Large woodpeckers seem to ignite passions. The purported rediscovery of the ivory-billed woodpecker in 2005 enthralled not just birdwatchers and environmentalists but also a broad swath of the American public. Though the rediscovery has been extensively debated since its announcement (a controversy not helped by the quality of the video that serves as the only recorded evidence for the bird’s existence), the uncertainty has only served to extend the interest in the bird. Indeed, the ivory-bill has inspired scientific papers, books, and movies about the bird and its history.
Tim Gallagher, who authored one of those books, was part of the team that reported the most recent sighting of the bird and announced its rediscovery eight years ago. The experience clearly fanned the flames of Gallagher’s passion for elusive, large woodpeckers, as evidenced by his latest book Imperial Dreams. In the book, Gallagher describes his quest through Mexico’s Sierra Madre to search for the imperial woodpecker—the largest woodpecker species ever known. It is related to the ivory-billed, but historically inhabited the Sierra Madre’s open pine forests instead of the swampy, bottomland hardwood forests haunted by the ivory-bill.

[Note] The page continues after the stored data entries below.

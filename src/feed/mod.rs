// src/feed/mod.rs
pub mod hn;

use async_trait::async_trait;
use serde::{Deserialize, Serialize};

use crate::error::FetchError;

/// One story as delivered by the feed, before identity validation.
///
/// `external_id` and `title` stay optional here so a single incomplete hit
/// is rejected by the orchestrator instead of failing the whole fetch.
#[derive(Debug, Clone, Default, PartialEq, Serialize, Deserialize)]
pub struct RawItem {
    pub external_id: Option<String>,
    pub title: Option<String>,
    pub url: Option<String>,
    pub author: Option<String>,
    pub points: Option<i64>,
    pub comment_count: Option<i64>,
    pub created_at_epoch_seconds: Option<i64>,
    #[serde(default)]
    pub tags: Vec<String>,
    /// Decoder message for a hit whose fields had the wrong shape.
    #[serde(skip)]
    pub malformed: Option<String>,
}

impl RawItem {
    /// Placeholder for a hit that failed to decode. It keeps its feed position.
    pub fn malformed(external_id: Option<String>, reason: impl Into<String>) -> Self {
        Self {
            external_id,
            malformed: Some(reason.into()),
            ..Self::default()
        }
    }
}

/// A remote source of items. One call, no retry, all-or-nothing.
#[async_trait]
pub trait FeedSource: Send + Sync {
    async fn fetch_items(&self) -> Result<Vec<RawItem>, FetchError>;
    fn name(&self) -> &'static str;
}

/// Fixed in-memory feed. Handy for tests and dry runs.
#[derive(Debug, Clone, Default)]
pub struct StaticFeed {
    items: Vec<RawItem>,
}

impl StaticFeed {
    pub fn new(items: Vec<RawItem>) -> Self {
        Self { items }
    }
}

#[async_trait]
impl FeedSource for StaticFeed {
    async fn fetch_items(&self) -> Result<Vec<RawItem>, FetchError> {
        Ok(self.items.clone())
    }

    fn name(&self) -> &'static str {
        "static"
    }
}
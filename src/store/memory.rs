// src/store/memory.rs
//! In-memory stores with the same uniqueness rules as the Postgres schema.
//!
//! Used as the test double for the orchestrator and the HTTP layer. Faults can
//! be injected per slug to exercise item-level and transaction-level failures.

use async_trait::async_trait;
use chrono::{DateTime, Utc};
use std::collections::{BTreeMap, HashSet};
use std::sync::atomic::{AtomicI64, Ordering};
use std::sync::{Arc, Mutex};

use crate::error::StoreError;
use crate::store::{CardId, CardStore, DbHealth, IngestTx, MetricObservation, NewCard, Scores};

/// `(card_id, source, metric_name, bucket_start, bucket_end)`
type CountKey = (CardId, String, String, DateTime<Utc>, DateTime<Utc>);

#[derive(Debug, Clone, PartialEq)]
pub struct StoredCard {
    pub id: CardId,
    pub card: NewCard,
}

#[derive(Debug, Clone, Default)]
struct Tables {
    cards: BTreeMap<String, StoredCard>,
    counts: BTreeMap<CountKey, MetricObservation>,
}

impl Tables {
    /// Insert-or-ignore of everything in `other`, by each table's unique key.
    ///
    /// Counts pointing at a card that lost a concurrent slug race are dropped,
    /// like a foreign key would reject them.
    fn merge_from(&mut self, other: Tables) {
        for (slug, card) in other.cards {
            self.cards.entry(slug).or_insert(card);
        }
        let live: HashSet<CardId> = self.cards.values().map(|c| c.id).collect();
        for (key, obs) in other.counts {
            if live.contains(&obs.card_id) {
                self.counts.entry(key).or_insert(obs);
            }
        }
    }
}

#[derive(Debug, Default)]
struct Faults {
    /// `insert_card` for these slugs fails with an item-level error.
    query_error_slugs: HashSet<String>,
    /// `insert_card` for these slugs fails as if the connection dropped.
    connection_error_slugs: HashSet<String>,
    fail_begin: bool,
    unhealthy: bool,
}

#[derive(Clone, Default)]
pub struct MemoryStore {
    tables: Arc<Mutex<Tables>>,
    faults: Arc<Mutex<Faults>>,
    next_id: Arc<AtomicI64>,
}

impl MemoryStore {
    pub fn new() -> Self {
        Self::default()
    }

    pub fn fail_card_insert(&self, slug: &str) {
        self.faults_mut().query_error_slugs.insert(slug.to_string());
    }

    pub fn drop_connection_on(&self, slug: &str) {
        self.faults_mut().connection_error_slugs.insert(slug.to_string());
    }

    pub fn fail_begin(&self, on: bool) {
        self.faults_mut().fail_begin = on;
    }

    pub fn set_unhealthy(&self, on: bool) {
        self.faults_mut().unhealthy = on;
    }

    pub fn cards(&self) -> Vec<StoredCard> {
        self.committed().cards.values().cloned().collect()
    }

    pub fn card(&self, slug: &str) -> Option<StoredCard> {
        self.committed().cards.get(slug).cloned()
    }

    /// Observations ordered by their unique key.
    pub fn counts(&self) -> Vec<MetricObservation> {
        self.committed().counts.values().cloned().collect()
    }

    fn committed(&self) -> std::sync::MutexGuard<'_, Tables> {
        self.tables.lock().expect("memory store mutex poisoned")
    }

    fn faults_mut(&self) -> std::sync::MutexGuard<'_, Faults> {
        self.faults.lock().expect("memory store faults mutex poisoned")
    }
}

#[async_trait]
impl CardStore for MemoryStore {
    async fn begin(&self) -> Result<Box<dyn IngestTx>, StoreError> {
        if self.faults_mut().fail_begin {
            return Err(StoreError::Connection("pool timed out".into()));
        }
        let snapshot = self.committed().clone();
        Ok(Box::new(MemoryTx {
            store: self.clone(),
            staged: snapshot,
            savepoint: None,
        }))
    }

    async fn health(&self) -> Result<DbHealth, StoreError> {
        if self.faults_mut().unhealthy {
            return Err(StoreError::Connection("connection refused".into()));
        }
        Ok(DbHealth {
            now: Utc::now(),
            version: "memory".to_string(),
        })
    }

    async fn update_scores(&self, slug: &str, scores: Scores) -> Result<bool, StoreError> {
        let mut tables = self.committed();
        match tables.cards.get_mut(slug) {
            Some(stored) => {
                stored.card.scores = scores;
                Ok(true)
            }
            None => Ok(false),
        }
    }
}

struct MemoryTx {
    store: MemoryStore,
    staged: Tables,
    savepoint: Option<Tables>,
}

#[async_trait]
impl IngestTx for MemoryTx {
    async fn savepoint(&mut self) -> Result<(), StoreError> {
        self.savepoint = Some(self.staged.clone());
        Ok(())
    }

    async fn release_savepoint(&mut self) -> Result<(), StoreError> {
        self.savepoint = None;
        Ok(())
    }

    async fn rollback_to_savepoint(&mut self) -> Result<(), StoreError> {
        match self.savepoint.take() {
            Some(saved) => {
                self.staged = saved;
                Ok(())
            }
            None => Err(StoreError::Connection("no active savepoint".into())),
        }
    }

    async fn insert_card(&mut self, card: &NewCard) -> Result<Option<CardId>, StoreError> {
        {
            let faults = self.store.faults_mut();
            if faults.connection_error_slugs.contains(&card.slug) {
                return Err(StoreError::Connection("connection reset by peer".into()));
            }
            if faults.query_error_slugs.contains(&card.slug) {
                return Err(StoreError::Query(format!(
                    "rejected card {}",
                    card.slug
                )));
            }
        }
        if self.staged.cards.contains_key(&card.slug) {
            return Ok(None);
        }
        let id = self.store.next_id.fetch_add(1, Ordering::SeqCst) + 1;
        self.staged.cards.insert(
            card.slug.clone(),
            StoredCard {
                id,
                card: card.clone(),
            },
        );
        Ok(Some(id))
    }

    async fn insert_count(&mut self, obs: &MetricObservation) -> Result<bool, StoreError> {
        let key = (
            obs.card_id,
            obs.source.clone(),
            obs.metric_name.clone(),
            obs.bucket_start,
            obs.bucket_end,
        );
        if self.staged.counts.contains_key(&key) {
            return Ok(false);
        }
        self.staged.counts.insert(key, obs.clone());
        Ok(true)
    }

    async fn commit(self: Box<Self>) -> Result<(), StoreError> {
        let MemoryTx { store, staged, .. } = *self;
        store.committed().merge_from(staged);
        Ok(())
    }

    async fn rollback(self: Box<Self>) -> Result<(), StoreError> {
        Ok(())
    }
}

#[cfg(test)]
mod tests {
    use super::*;
    use crate::store::Scores;

    fn card(slug: &str) -> NewCard {
        NewCard {
            slug: slug.to_string(),
            title: "t".into(),
            description: "d".into(),
            category: "Technology".into(),
            source: "hackernews".into(),
            source_url: "https://example.com".into(),
            scores: Scores::default(),
            source_tags: vec!["hackernews".into()],
            metadata: serde_json::json!({}),
        }
    }

    #[tokio::test]
    async fn duplicate_slug_is_a_no_op() {
        let store = MemoryStore::new();
        let mut tx = store.begin().await.unwrap();
        assert!(tx.insert_card(&card("a-1")).await.unwrap().is_some());
        assert!(tx.insert_card(&card("a-1")).await.unwrap().is_none());
        tx.commit().await.unwrap();
        assert_eq!(store.cards().len(), 1);
    }

    #[tokio::test]
    async fn rollback_discards_staged_writes() {
        let store = MemoryStore::new();
        let mut tx = store.begin().await.unwrap();
        tx.insert_card(&card("a-1")).await.unwrap();
        tx.rollback().await.unwrap();
        assert!(store.cards().is_empty());
    }

    #[tokio::test]
    async fn savepoint_rollback_keeps_earlier_writes() {
        let store = MemoryStore::new();
        let mut tx = store.begin().await.unwrap();
        tx.insert_card(&card("a-1")).await.unwrap();
        tx.savepoint().await.unwrap();
        tx.insert_card(&card("b-2")).await.unwrap();
        tx.rollback_to_savepoint().await.unwrap();
        tx.commit().await.unwrap();
        let slugs: Vec<String> = store.cards().into_iter().map(|c| c.card.slug).collect();
        assert_eq!(slugs, vec!["a-1".to_string()]);
    }

    #[tokio::test]
    async fn update_scores_overwrites_existing_card() {
        let store = MemoryStore::new();
        let mut tx = store.begin().await.unwrap();
        tx.insert_card(&card("a-1")).await.unwrap();
        tx.commit().await.unwrap();

        let scores = Scores {
            velocity: 90,
            ..Scores::default()
        };
        assert!(store.update_scores("a-1", scores).await.unwrap());
        assert!(!store.update_scores("missing-9", scores).await.unwrap());
        assert_eq!(store.card("a-1").unwrap().card.scores.velocity, 90);
    }
}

As he seeks out old sightings through a landscaped that’s been heavily altered by logging and drug-growing since World War II, Gallagher encounters rifle-toting narcotraficantes, burned-out houses, and a nearby rocket-propelled grenade attack in his quest to find any evidence of the imperial woodpecker. And while Gallagher hopes other searchers will follow in his footsteps in the search for this bird, he ends with this caution: “You stand a far better chance of getting killed in the Sierra Madre now than of ever seeing a pitoreal.”